**Task item:** All of the data below should be written out exactly.

[Saved data entries]
use crate::access::{validate_code, validate_email, validate_new_password, RecoveryError};
use crate::control::{
    push_toast, render_template, see_other, take_toasts, Identity, Response, Toast, TOKEN_KEY,
};
use actix_session::Session;
use actix_web::{
    get, post,
    web::{Data, Form, Query},
};
use anyhow::Context as AnyhowContext;
use askama::Template;
use serde::Deserialize;
use store_api::ApiClient;

const RECOVERY_EMAIL_KEY: &str = "recovery_email";
const RECOVERY_CODE_KEY: &str = "recovery_code";

fn recovery_toast(err: RecoveryError) -> Toast {
    let toast = Toast::error(err.to_string());
    match err.description() {
        Some(d) => toast.describe(d),
        None => toast,
    }
}

#[derive(Deserialize)]
pub struct LoginDto {
    pub email: String,
    pub password: String,
}

#[post("/login")]
pub async fn log_in(form: Form<LoginDto>, session: Session, api: Data<ApiClient>) -> Response {
    match api.login(form.email.trim(), &form.password).await {
        Ok(token) => {
            session.renew();
            session
                .insert(TOKEN_KEY, token)
                .context("Unable to insert token into session")?;
            Ok(see_other("/dashboard"))
        }
        Err(err) if err.is_rejection() => {
            log::info!("Login rejected for {}", form.email.trim());
            Ok(see_other("/login?invalid"))
        }
        Err(err) => {
            log::warn!("Unable to log in: {err}");
            push_toast(
                &session,
                Toast::error("❌ Erro ao entrar.").describe("Tente novamente mais tarde."),
            );
            Ok(see_other("/login"))
        }
    }
}

#[get("/logout")]
pub async fn log_out(session: Session) -> Response {
    session.clear();
    Ok(see_other("/login"))
}

#[derive(Template)]
#[template(path = "login.html")]
struct LoginPage {
    err: bool,
    toasts: Vec<Toast>,
}

#[derive(Deserialize)]
struct LoginQuery {
    invalid: Option<String>,
}

#[get("/login")]
pub async fn login_page(
    q: Query<LoginQuery>,
    identity: Option<Identity>,
    session: Session,
) -> Response {
    if identity.is_some() {
        return Ok(see_other("/dashboard"));
    }
    render_template(LoginPage {
        err: q.invalid.is_some(),
        toasts: take_toasts(&session),
    })
}

#[derive(Template)]
#[template(path = "recovery.html")]
struct RecoveryPage {
    email: Option<String>,
    toasts: Vec<Toast>,
}

#[get("/login/senha")]
pub async fn recovery_page(session: Session) -> Response {
    let email = session
        .get::<String>(RECOVERY_EMAIL_KEY)
        .context("Unable to read recovery e-mail from session")?;
    render_template(RecoveryPage {
        email,
        toasts: take_toasts(&session),
    })
}

#[derive(Deserialize)]
pub struct RecoveryEmailDto {
    pub email: String,
}

#[post("/login/senha")]
pub async fn send_recovery_email(
    form: Form<RecoveryEmailDto>,
    session: Session,
    api: Data<ApiClient>,
) -> Response {
    let email = match validate_email(&form.email) {
        Ok(e) => e,
        Err(err) => {
            push_toast(&session, recovery_toast(err));
            return Ok(see_other("/login/senha"));
        }
    };
    match api.send_recovery_email(email).await {
        Ok(()) => {
            session
                .insert(RECOVERY_EMAIL_KEY, email)
                .context("Unable to insert recovery e-mail into session")?;
            session.remove(RECOVERY_CODE_KEY);
            push_toast(
                &session,
                Toast::success("✅ E-mail enviado!")
                    .describe("Verifique seu e-mail para o código de confirmação."),
            );
        }
        Err(err) if err.is_rejection() => {
            push_toast(
                &session,
                Toast::error("❌ E-mail não encontrado.").describe("Este e-mail não está cadastrado."),
            );
        }
        Err(err) => {
            log::warn!("Unable to send recovery e-mail: {err}");
            push_toast(
                &session,
                Toast::error("❌ Erro ao enviar o código.").describe("Tente novamente mais tarde."),
            );
        }
    }
    Ok(see_other("/login/senha"))
}

#[derive(Deserialize)]
pub struct RecoveryCodeDto {
    pub code: String,
}

#[post("/login/senha/verificar")]
pub async fn verify_recovery_code(
    form: Form<RecoveryCodeDto>,
    session: Session,
    api: Data<ApiClient>,
) -> Response {
    let email = match session
        .get::<String>(RECOVERY_EMAIL_KEY)
        .context("Unable to read recovery e-mail from session")?
    {
        Some(e) => e,
        None => return Ok(see_other("/login/senha")),
    };
    let code = match validate_code(&form.code) {
        Ok(c) => c,
        Err(err) => {
            push_toast(&session, recovery_toast(err));
            return Ok(see_other("/login/senha"));
        }
    };
    match api.verify_recovery_code(&email, code).await {
        Ok(()) => {
            session
                .insert(RECOVERY_CODE_KEY, code)
                .context("Unable to insert recovery code into session")?;
            push_toast(
                &session,
                Toast::success("✅ Código verificado!").describe("Você pode agora redefinir sua senha."),
            );
            Ok(see_other("/login/senha/redefinir-senha"))
        }
        Err(err) if err.is_rejection() => {
            push_toast(
                &session,
                Toast::error("❌ Código inválido.")
                    .describe("O código informado é incorreto. Tente novamente."),
            );
            Ok(see_other("/login/senha"))
        }
        Err(err) => {
            log::warn!("Unable to verify recovery code: {err}");
            push_toast(
                &session,
                Toast::error("❌ Erro na verificação.").describe("Tente novamente mais tarde."),
            );
            Ok(see_other("/login/senha"))
        }
    }
}

/// E-mail and verified code carried between the recovery steps.
fn recovery_state(session: &Session) -> Result<Option<(String, String)>, anyhow::Error> {
    let email = session
        .get::<String>(RECOVERY_EMAIL_KEY)
        .context("Unable to read recovery e-mail from session")?;
    let code = session
        .get::<String>(RECOVERY_CODE_KEY)
        .context("Unable to read recovery code from session")?;
    Ok(email.zip(code))
}

#[derive(Template)]
#[template(path = "reset_password.html")]
struct ResetPasswordPage {
    email: String,
    toasts: Vec<Toast>,
}

#[get("/login/senha/redefinir-senha")]
pub async fn reset_password_page(session: Session) -> Response {
    match recovery_state(&session)? {
        Some((email, _)) => render_template(ResetPasswordPage {
            email,
            toasts: take_toasts(&session),
        }),
        None => Ok(see_other("/login/senha")),
    }
}

#[derive(Deserialize)]
pub struct ResetPasswordDto {
    pub password: String,
    pub confirm_password: String,
}

#[post("/login/senha/redefinir-senha")]
pub async fn reset_password(
    form: Form<ResetPasswordDto>,
    session: Session,
    api: Data<ApiClient>,
) -> Response {
    let (email, code) = match recovery_state(&session)? {
        Some(state) => state,
        None => return Ok(see_other("/login/senha")),
    };
    let password = match validate_new_password(&form.password, &form.confirm_password) {
        Ok(p) => p,
        Err(err) => {
            push_toast(&session, recovery_toast(err));
            return Ok(see_other("/login/senha/redefinir-senha"));
        }
    };
    match api.reset_password(&email, &code, password).await {
        Ok(()) => {
            session.remove(RECOVERY_EMAIL_KEY);
            session.remove(RECOVERY_CODE_KEY);
            push_toast(
                &session,
                Toast::success("✅ Senha alterada com sucesso!")
                    .describe("Agora você pode fazer login com sua nova senha."),
            );
            Ok(see_other("/login"))
        }
        Err(err) => {
            log::warn!("Unable to reset password: {err}");
            push_toast(
                &session,
                Toast::error("❌ Erro ao alterar a senha.").describe("Tente novamente mais tarde."),
            );
            Ok(see_other("/login/senha/redefinir-senha"))
        }
    }
}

**Result for this task:**
use crate::access::{validate_code, validate_email, validate_new_password, RecoveryError};
use crate::control::{
    push_toast, render_template, see_other, take_toasts, Identity, Response, Toast, TOKEN_KEY,
};
use actix_session::Session;
use actix_web::{
    get, post,
    web::{Data, Form, Query},
};
use anyhow::Context as AnyhowContext;
use askama::Template;
use serde::Deserialize;
use store_api::ApiClient;

const RECOVERY_EMAIL_KEY: &str = "recovery_email";
const RECOVERY_CODE_KEY: &str = "recovery_code";

fn recovery_toast(err: RecoveryError) -> Toast {
    let toast = Toast::error(err.to_string());
    match err.description() {
        Some(d) => toast.describe(d),
        None => toast,
    }
}

#[derive(Deserialize)]
pub struct LoginDto {
    pub email: String,
    pub password: String,
}

#[post("/login")]
pub async fn log_in(form: Form<LoginDto>, session: Session, api: Data<ApiClient>) -> Response {
    match api.login(form.email.trim(), &form.password).await {
        Ok(token) => {
            session.renew();
            session
                .insert(TOKEN_KEY, token)
                .context("Unable to insert token into session")?;
            Ok(see_other("/dashboard"))
        }
        Err(err) if err.is_rejection() => {
            log::info!("Login rejected for {}", form.email.trim());
            Ok(see_other("/login?invalid"))
        }
        Err(err) => {
            log::warn!("Unable to log in: {err}");
            push_toast(
                &session,
                Toast::error("❌ Erro ao entrar.").describe("Tente novamente mais tarde."),
            );
            Ok(see_other("/login"))
        }
    }
}

#[get("/logout")]
pub async fn log_out(session: Session) -> Response {
    session.clear();
    Ok(see_other("/login"))
}

#[derive(Template)]
#[template(path = "login.html")]
struct LoginPage {
    err: bool,
    toasts: Vec<Toast>,
}

#[derive(Deserialize)]
struct LoginQuery {
    invalid: Option<String>,
}

#[get("/login")]
pub async fn login_page(
    q: Query<LoginQuery>,
    identity: Option<Identity>,
    session: Session,
) -> Response {
    if identity.is_some() {
        return Ok(see_other("/dashboard"));
    }
    render_template(LoginPage {
        err: q.invalid.is_some(),
        toasts: take_toasts(&session),
    })
}

#[derive(Template)]
#[template(path = "recovery.html")]
struct RecoveryPage {
    email: Option<String>,
    toasts: Vec<Toast>,
}

#[get("/login/senha")]
pub async fn recovery_page(session: Session) -> Response {
    let email = session
        .get::<String>(RECOVERY_EMAIL_KEY)
        .context("Unable to read recovery e-mail from session")?;
    render_template(RecoveryPage {
        email,
        toasts: take_toasts(&session),
    })
}

#[derive(Deserialize)]
pub struct RecoveryEmailDto {
    pub email: String,
}

#[post("/login/senha")]
pub async fn send_recovery_email(
    form: Form<RecoveryEmailDto>,
    session: Session,
    api: Data<ApiClient>,
) -> Response {
    let email = match validate_email(&form.email) {
        Ok(e) => e,
        Err(err) => {
            push_toast(&session, recovery_toast(err));
            return Ok(see_other("/login/senha"));
        }
    };
    match api.send_recovery_email(email).await {
        Ok(()) => {
            session
                .insert(RECOVERY_EMAIL_KEY, email)
                .context("Unable to insert recovery e-mail into session")?;
            session.remove(RECOVERY_CODE_KEY);
            push_toast(
                &session,
                Toast::success("✅ E-mail enviado!")
                    .describe("Verifique seu e-mail para o código de confirmação."),
            );
        }
        Err(err) if err.is_rejection() => {
            push_toast(
                &session,
                Toast::error("❌ E-mail não encontrado.").describe("Este e-mail não está cadastrado."),
            );
        }
        Err(err) => {
            log::warn!("Unable to send recovery e-mail: {err}");
            push_toast(
                &session,
                Toast::error("❌ Erro ao enviar o código.").describe("Tente novamente mais tarde."),
            );
        }
    }
    Ok(see_other("/login/senha"))
}

#[derive(Deserialize)]
pub struct RecoveryCodeDto {
    pub code: String,
}

#[post("/login/senha/verificar")]
pub async fn verify_recovery_code(
    form: Form<RecoveryCodeDto>,
    session: Session,
    api: Data<ApiClient>,
) -> Response {
    let email = match session
        .get::<String>(RECOVERY_EMAIL_KEY)
        .context("Unable to read recovery e-mail from session")?
    {
        Some(e) => e,
        None => return Ok(see_other("/login/senha")),
    };
    let code = match validate_code(&form.code) {
        Ok(c) => c,
        Err(err) => {
            push_toast(&session, recovery_toast(err));
            return Ok(see_other("/login/senha"));
        }
    };
    match api.verify_recovery_code(&email, code).await {
        Ok(()) => {
            session
                .insert(RECOVERY_CODE_KEY, code)
                .context("Unable to insert recovery code into session")?;
            push_toast(
                &session,
                Toast::success("✅ Código verificado!").describe("Você pode agora redefinir sua senha."),
            );
            Ok(see_other("/login/senha/redefinir-senha"))
        }
        Err(err) if err.is_rejection() => {
            push_toast(
                &session,
                Toast::error("❌ Código inválido.")
                    .describe("O código informado é incorreto. Tente novamente."),
            );
            Ok(see_other("/login/senha"))
        }
        Err(err) => {
            log::warn!("Unable to verify recovery code: {err}");
            push_toast(
                &session,
                Toast::error("❌ Erro na verificação.").describe("Tente novamente mais tarde."),
            );
            Ok(see_other("/login/senha"))
        }
    }
}

/// E-mail and verified code carried between the recovery steps.
fn recovery_state(session: &Session) -> Result<Option<(String, String)>, anyhow::Error> {
    let email = session
        .get::<String>(RECOVERY_EMAIL_KEY)
        .context("Unable to read recovery e-mail from session")?;
    let code = session
        .get::<String>(RECOVERY_CODE_KEY)
        .context("Unable to read recovery code from session")?;
    Ok(email.zip(code))
}

#[derive(Template)]
#[template(path = "reset_password.html")]
struct ResetPasswordPage {
    email: String,
    toasts: Vec<Toast>,
}

#[get("/login/senha/redefinir-senha")]
pub async fn reset_password_page(session: Session) -> Response {
    match recovery_state(&session)? {
        Some((email, _)) => render_template(ResetPasswordPage {
            email,
            toasts: take_toasts(&session),
        }),
        None => Ok(see_other("/login/senha")),
    }
}

#[derive(Deserialize)]
pub struct ResetPasswordDto {
    pub password: String,
    pub confirm_password: String,
}

#[post("/login/senha/redefinir-senha")]
pub async fn reset_password(
    form: Form<ResetPasswordDto>,
    session: Session,
    api: Data<ApiClient>,
) -> Response {
    let (email, code) = match recovery_state(&session)? {
        Some(state) => state,
        None => return Ok(see_other("/login/senha")),
    };
    let password = match validate_new_password(&form.password, &form.confirm_password) {
        Ok(p) => p,
        Err(err) => {
            push_toast(&session, recovery_toast(err));
            return Ok(see_other("/login/senha/redefinir-senha"));
        }
    };
    match api.reset_password(&email, &code, password).await {
        Ok(()) => {
            session.remove(RECOVERY_EMAIL_KEY);
            session.remove(RECOVERY_CODE_KEY);
            push_toast(
                &session,
                Toast::success("✅ Senha alterada com sucesso!")
                    .describe("Agora você pode fazer login com sua nova senha."),
            );
            Ok(see_other("/login"))
        }
        Err(err) => {
            log::warn!("Unable to reset password: {err}");
            push_toast(
                &session,
                Toast::error("❌ Erro ao alterar a senha.").describe("Tente novamente mais tarde."),
            );
            Ok(see_other("/login/senha/redefinir-senha"))
        }
    }
}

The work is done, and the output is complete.